impl SqlitePersistence {
    /// Create a new SQLite persistence provider from an existing, migrated pool.
    pub fn new(pool: SqlitePool) -> Self {
        Self { pool }
    }

    /// Create and initialize a new SQLite persistence from a file path.
    ///
    /// Creates parent directories and the database file as needed, then runs
    /// all migrations.
    ///
    /// ```ignore
    /// let store = SqlitePersistence::from_path(".data/stepflow.db").await?;
    /// ```
    pub async fn from_path(path: impl AsRef<Path>) -> Result<Self, CoreError> {
        let path = path.as_ref();

        if let Some(parent) = path.parent()
            && !parent.as_os_str().is_empty()
        {
            std::fs::create_dir_all(parent).map_err(|e| CoreError::DatabaseError {
                operation: "create_dir".to_string(),
                details: format!("Failed to create directory {:?}: {}", parent, e),
            })?;
        }

        let url = format!("sqlite:{}?mode=rwc", path.to_string_lossy());

        let pool = SqlitePoolOptions::new()
            .max_connections(5)
            .connect(&url)
            .await
            .map_err(|e| CoreError::DatabaseError {
                operation: "connect".to_string(),
                details: format!("Failed to connect to SQLite at {:?}: {}", path, e),
            })?;

        Self::migrate(&pool).await?;
        Ok(Self { pool })
    }

    /// A private in-memory database, mostly for tests and embedded use.
    ///
    /// The pool holds exactly one connection that never expires, since each
    /// SQLite memory connection is its own database.
    pub async fn in_memory() -> Result<Self, CoreError> {
        let pool = SqlitePoolOptions::new()
            .max_connections(1)
            .min_connections(1)
            .idle_timeout(None)
            .max_lifetime(None)
            .connect("sqlite::memory:")
            .await
            .map_err(|e| CoreError::DatabaseError {
                operation: "connect".to_string(),
                details: format!("Failed to open in-memory SQLite: {}", e),
            })?;

        Self::migrate(&pool).await?;
        Ok(Self { pool })
    }

    async fn migrate(pool: &SqlitePool) -> Result<(), CoreError> {
        MIGRATOR
            .run(pool)
            .await
            .map_err(|e| CoreError::DatabaseError {
                operation: "migrate".to_string(),
                details: format!("Failed to run migrations: {}", e),
            })
    }

    /// The underlying pool.
    pub fn pool(&self) -> &SqlitePool {
        &self.pool
    }
}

**Description of the task:** Which lines of the entries above contain the string "Failed"? Copy each one.

**Exercise response:**
                details: format!("Failed to create directory {:?}: {}", parent, e),
                details: format!("Failed to connect to SQLite at {:?}: {}", path, e),
                details: format!("Failed to open in-memory SQLite: {}", e),
                details: format!("Failed to run migrations: {}", e),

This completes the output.